-- Provided entries follows --

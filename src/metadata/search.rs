//! Entity search.
//!
//! Two remote fields are involved: `search` (one entity type) and
//! `searchAcrossEntities` (several). Each has exactly one document; the
//! typed wrappers below only differ in the input they bind.

use serde::Serialize;

use crate::clients::graphql::{GraphqlRequest, GraphqlTransport};
use crate::metadata::documents;
use crate::metadata::errors::{require_non_empty, require_page_window, to_variable};
use crate::metadata::types::{EntityType, SearchResults};
use crate::metadata::{DataHubClient, DataHubError};

/// Default page size, matching DataHub's UI.
pub const DEFAULT_PAGE_SIZE: u32 = 100;

/// Query string that matches every entity.
pub const MATCH_ALL: &str = "*";

/// URN of the Kafka data platform.
pub const KAFKA_PLATFORM_URN: &str = "urn:li:dataPlatform:kafka";

/// A single facet criterion: `field` must equal one of `values`.
#[derive(Clone, Debug, PartialEq, Eq, Serialize)]
pub struct FacetFilter {
    /// Facet name, e.g. `origin`, `platform` or `container`.
    pub field: String,
    /// Accepted values; the filter holds when the facet equals any of them.
    pub values: Vec<String>,
}

impl FacetFilter {
    /// A filter matching exactly one value.
    #[must_use]
    pub fn equals(field: impl Into<String>, value: impl Into<String>) -> Self {
        Self {
            field: field.into(),
            values: vec![value.into()],
        }
    }
}

/// Facet filters that must all hold (`{"and": [...]}` on the wire).
///
/// A search's filter groups are OR-ed together.
#[derive(Clone, Debug, Default, PartialEq, Eq, Serialize)]
pub struct FilterGroup {
    /// Criteria that must all hold.
    pub and: Vec<FacetFilter>,
}

impl FilterGroup {
    /// Creates an empty group.
    #[must_use]
    pub fn new() -> Self {
        Self::default()
    }

    /// Adds a criterion to the group.
    #[must_use]
    pub fn with(mut self, filter: FacetFilter) -> Self {
        self.and.push(filter);
        self
    }
}

/// Input for a `searchAcrossEntities` call.
///
/// # Example
///
/// ```rust
/// use datahub_edp::metadata::search::{FacetFilter, FilterGroup, SearchAcrossEntities};
/// use datahub_edp::EntityType;
///
/// let input = SearchAcrossEntities::new("orders")
///     .types([EntityType::Dataset])
///     .window(0, 20)
///     .filter_group(FilterGroup::new().with(FacetFilter::equals("origin", "PROD")));
///
/// assert_eq!(input.count, 20);
/// ```
#[derive(Clone, Debug, PartialEq, Eq, Serialize)]
#[serde(rename_all = "camelCase")]
pub struct SearchAcrossEntities {
    /// Entity kinds to search; empty means all kinds.
    #[serde(skip_serializing_if = "Vec::is_empty")]
    pub types: Vec<EntityType>,
    /// Free-text query; [`MATCH_ALL`] matches everything.
    pub query: String,
    /// Offset of the first result. Must not exceed `i32::MAX`.
    pub start: u32,
    /// Page size. Must not exceed `i32::MAX`.
    pub count: u32,
    /// Alternative filter groups, OR-ed together.
    #[serde(skip_serializing_if = "Vec::is_empty")]
    pub or_filters: Vec<FilterGroup>,
}

impl SearchAcrossEntities {
    /// Creates an input for the first page of `query` across all kinds.
    #[must_use]
    pub fn new(query: impl Into<String>) -> Self {
        Self {
            types: Vec::new(),
            query: query.into(),
            start: 0,
            count: DEFAULT_PAGE_SIZE,
            or_filters: Vec::new(),
        }
    }

    /// Restricts the search to the given entity kinds.
    #[must_use]
    pub fn types(mut self, types: impl IntoIterator<Item = EntityType>) -> Self {
        self.types = types.into_iter().collect();
        self
    }

    /// Sets the pagination window.
    #[must_use]
    pub const fn window(mut self, start: u32, count: u32) -> Self {
        self.start = start;
        self.count = count;
        self
    }

    /// Adds an alternative group of filters.
    #[must_use]
    pub fn filter_group(mut self, group: FilterGroup) -> Self {
        self.or_filters.push(group);
        self
    }

    fn validate(&self) -> Result<(), DataHubError> {
        if self.types.contains(&EntityType::Other) {
            return Err(DataHubError::invalid(
                "types",
                "EntityType::Other is not a searchable entity kind",
            ));
        }
        require_page_window(self.start, self.count)?;
        validate_filters(&self.or_filters)
    }
}

/// Wire shape of `SearchInput` (single-type `search`).
#[derive(Serialize)]
#[serde(rename_all = "camelCase")]
struct SearchInput<'a> {
    #[serde(rename = "type")]
    entity_type: EntityType,
    query: &'a str,
    start: u32,
    count: u32,
    #[serde(skip_serializing_if = "no_filters")]
    or_filters: &'a [FilterGroup],
}

#[allow(clippy::trivially_copy_pass_by_ref)]
const fn no_filters(groups: &&[FilterGroup]) -> bool {
    groups.is_empty()
}

fn validate_filters(groups: &[FilterGroup]) -> Result<(), DataHubError> {
    for filter in groups.iter().flat_map(|g| &g.and) {
        require_non_empty("filters", &filter.field)?;
        if filter.values.is_empty() {
            return Err(DataHubError::invalid(
                "filters",
                format!("filter on '{}' has no values", filter.field),
            ));
        }
    }
    Ok(())
}

/// Builds the AND group used by Kafka topic lookups.
fn kafka_filter_group(environment: &str, topic_name: Option<&str>) -> FilterGroup {
    let group = FilterGroup::new()
        .with(FacetFilter::equals("platform", KAFKA_PLATFORM_URN))
        .with(FacetFilter::equals("origin", environment));
    match topic_name {
        Some(name) => group.with(FacetFilter::equals("name", name)),
        None => group,
    }
}

impl<T: GraphqlTransport> DataHubClient<T> {
    /// Searches entities of one kind.
    ///
    /// `query` is free text; [`MATCH_ALL`] matches everything.
    ///
    /// # Errors
    ///
    /// Returns [`DataHubError::InvalidArgument`] for [`EntityType::Other`] or
    /// a `start`/`count` above `i32::MAX`, and [`DataHubError::RequestFailed`]
    /// if the round trip fails.
    pub async fn search_entities(
        &self,
        entity_type: EntityType,
        query: &str,
        start: u32,
        count: u32,
    ) -> Result<SearchResults, DataHubError> {
        self.search(entity_type, query, start, count, &[]).await
    }

    /// Searches across entity kinds with arbitrary filters.
    ///
    /// # Errors
    ///
    /// Returns [`DataHubError::InvalidArgument`] for [`EntityType::Other`],
    /// a malformed filter or a window above `i32::MAX`, and
    /// [`DataHubError::RequestFailed`] if the round trip fails.
    pub async fn search_across_entities(
        &self,
        input: &SearchAcrossEntities,
    ) -> Result<SearchResults, DataHubError> {
        input.validate()?;
        let request = GraphqlRequest::new(documents::SEARCH_ACROSS_ENTITIES)
            .operation_name("searchAcrossEntities")
            .variable("input", to_variable("input", input)?);
        self.fetch(request, "searchAcrossEntities").await
    }

    /// Lists containers.
    ///
    /// # Errors
    ///
    /// Returns [`DataHubError::InvalidArgument`] for a `start` or `count`
    /// above `i32::MAX`, and [`DataHubError::RequestFailed`] if the round
    /// trip fails.
    pub async fn get_all_container_urns(
        &self,
        start: u32,
        count: u32,
    ) -> Result<SearchResults, DataHubError> {
        let input = SearchAcrossEntities::new(MATCH_ALL)
            .types([EntityType::Container])
            .window(start, count);
        self.search_across_entities(&input).await
    }

    /// Searches containers whose `field` equals `value`, e.g. the children
    /// of a parent container when `field` is `"container"`.
    ///
    /// # Errors
    ///
    /// Returns [`DataHubError::InvalidArgument`] for an empty `value` or
    /// `field`, and [`DataHubError::RequestFailed`] if the round trip fails.
    pub async fn search_container_entities(
        &self,
        value: &str,
        field: &str,
        query: &str,
        start: u32,
        count: u32,
    ) -> Result<SearchResults, DataHubError> {
        self.search_container_datasets(value, &[EntityType::Container], field, query, start, count)
            .await
    }

    /// Searches entities of the given kinds whose `field` equals `value`.
    ///
    /// Typically used with `field = "container"` and a container URN to
    /// list the datasets inside it along with their schema fields.
    ///
    /// # Errors
    ///
    /// Returns [`DataHubError::InvalidArgument`] for an empty `value` or
    /// `field`, and [`DataHubError::RequestFailed`] if the round trip fails.
    pub async fn search_container_datasets(
        &self,
        value: &str,
        types: &[EntityType],
        field: &str,
        query: &str,
        start: u32,
        count: u32,
    ) -> Result<SearchResults, DataHubError> {
        require_non_empty("value", value)?;
        require_non_empty("field", field)?;
        let input = SearchAcrossEntities::new(query)
            .types(types.iter().copied())
            .window(start, count)
            .filter_group(FilterGroup::new().with(FacetFilter::equals(field, value)));
        self.search_across_entities(&input).await
    }

    /// Lists the entities inside a container.
    ///
    /// Returns `None` when the container does not exist.
    ///
    /// # Errors
    ///
    /// Returns [`DataHubError::InvalidArgument`] for an empty URN, and
    /// [`DataHubError::RequestFailed`] if the round trip fails.
    pub async fn get_container_entities(
        &self,
        urn: &str,
    ) -> Result<Option<SearchResults>, DataHubError> {
        #[derive(serde::Deserialize)]
        struct Container {
            entities: Option<SearchResults>,
        }

        require_non_empty("urn", urn)?;
        let request = GraphqlRequest::new(documents::CONTAINER_ENTITIES)
            .operation_name("containerEntities")
            .variable("urn", urn);
        let container: Option<Container> = self.fetch(request, "container").await?;
        Ok(container.and_then(|c| c.entities))
    }

    /// Finds datasets matching `name`, including their schema field paths.
    ///
    /// # Errors
    ///
    /// Returns [`DataHubError::InvalidArgument`] for an empty name, and
    /// [`DataHubError::RequestFailed`] if the round trip fails.
    pub async fn get_dataset_fields(
        &self,
        name: &str,
        start: u32,
        count: u32,
    ) -> Result<SearchResults, DataHubError> {
        require_non_empty("name", name)?;
        let input = SearchAcrossEntities::new(name)
            .types([EntityType::Dataset])
            .window(start, count);
        self.search_across_entities(&input).await
    }

    /// Lists Kafka topics of an environment (fabric type such as `PROD`).
    ///
    /// # Errors
    ///
    /// Returns [`DataHubError::InvalidArgument`] for an empty environment,
    /// and [`DataHubError::RequestFailed`] if the round trip fails.
    pub async fn get_kafka_topics(
        &self,
        environment: &str,
        query: &str,
        start: u32,
        count: u32,
    ) -> Result<SearchResults, DataHubError> {
        require_non_empty("environment", environment)?;
        let filters = [kafka_filter_group(environment, None)];
        self.search(EntityType::Dataset, query, start, count, &filters)
            .await
    }

    /// Looks up a Kafka topic by exact name within an environment.
    ///
    /// # Errors
    ///
    /// Returns [`DataHubError::InvalidArgument`] for an empty environment or
    /// topic name, and [`DataHubError::RequestFailed`] if the round trip fails.
    pub async fn get_kafka_topic_by_name(
        &self,
        environment: &str,
        topic_name: &str,
        start: u32,
        count: u32,
    ) -> Result<SearchResults, DataHubError> {
        require_non_empty("environment", environment)?;
        require_non_empty("topic_name", topic_name)?;
        let filters = [kafka_filter_group(environment, Some(topic_name))];
        self.search(EntityType::Dataset, topic_name, start, count, &filters)
            .await
    }

    async fn search(
        &self,
        entity_type: EntityType,
        query: &str,
        start: u32,
        count: u32,
        or_filters: &[FilterGroup],
    ) -> Result<SearchResults, DataHubError> {
        if entity_type == EntityType::Other {
            return Err(DataHubError::invalid(
                "entity_type",
                "EntityType::Other is not a searchable entity kind",
            ));
        }
        require_page_window(start, count)?;
        validate_filters(or_filters)?;

        let input = SearchInput {
            entity_type,
            query,
            start,
            count,
            or_filters,
        };
        let request = GraphqlRequest::new(documents::SEARCH)
            .operation_name("search")
            .variable("input", to_variable("input", &input)?);
        self.fetch(request, "search").await
    }
}

#[cfg(test)]
mod tests {
    use super::*;
    use serde_json::json;

    #[test]
    fn test_search_across_entities_wire_shape() {
        let input = SearchAcrossEntities::new("*")
            .types([EntityType::Container])
            .window(10, 5)
            .filter_group(
                FilterGroup::new().with(FacetFilter::equals("container", "urn:li:container:abc")),
            );

        assert_eq!(
            serde_json::to_value(&input).unwrap(),
            json!({
                "types": ["CONTAINER"],
                "query": "*",
                "start": 10,
                "count": 5,
                "orFilters": [{ "and": [{ "field": "container", "values": ["urn:li:container:abc"] }] }]
            })
        );
    }

    #[test]
    fn test_search_across_entities_omits_empty_types_and_filters() {
        let value = serde_json::to_value(SearchAcrossEntities::new("orders")).unwrap();
        assert!(value.get("types").is_none());
        assert!(value.get("orFilters").is_none());
        assert_eq!(value["count"], DEFAULT_PAGE_SIZE);
    }

    #[test]
    fn test_validate_rejects_other_entity_type() {
        let input = SearchAcrossEntities::new("*").types([EntityType::Other]);
        assert!(matches!(
            input.validate(),
            Err(DataHubError::InvalidArgument { argument: "types", .. })
        ));
    }

    #[test]
    fn test_validate_rejects_filter_without_values() {
        let input = SearchAcrossEntities::new("*").filter_group(FilterGroup::new().with(
            FacetFilter {
                field: "origin".to_string(),
                values: Vec::new(),
            },
        ));
        assert!(input.validate().is_err());
    }

    #[test]
    fn test_kafka_filter_group_with_name() {
        let group = kafka_filter_group("PROD", Some("orders"));
        assert_eq!(
            serde_json::to_value(&group).unwrap(),
            json!({
                "and": [
                    { "field": "platform", "values": ["urn:li:dataPlatform:kafka"] },
                    { "field": "origin", "values": ["PROD"] },
                    { "field": "name", "values": ["orders"] }
                ]
            })
        );
    }

    #[test]
    fn test_kafka_filter_group_without_name() {
        let group = kafka_filter_group("DEV", None);
        assert_eq!(group.and.len(), 2);
        assert_eq!(group.and[1], FacetFilter::equals("origin", "DEV"));
    }

    #[test]
    fn test_search_input_wire_shape() {
        let input = SearchInput {
            entity_type: EntityType::Dataset,
            query: "orders",
            start: 0,
            count: 100,
            or_filters: &[],
        };
        assert_eq!(
            serde_json::to_value(&input).unwrap(),
            json!({ "type": "DATASET", "query": "orders", "start": 0, "count": 100 })
        );
    }
}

-- Provided entries concluded --

What this task involves:
List each line of the records that holds the string "exactly".

Written solution:
//! `searchAcrossEntities` (several). Each has exactly one document; the
    /// A filter matching exactly one value.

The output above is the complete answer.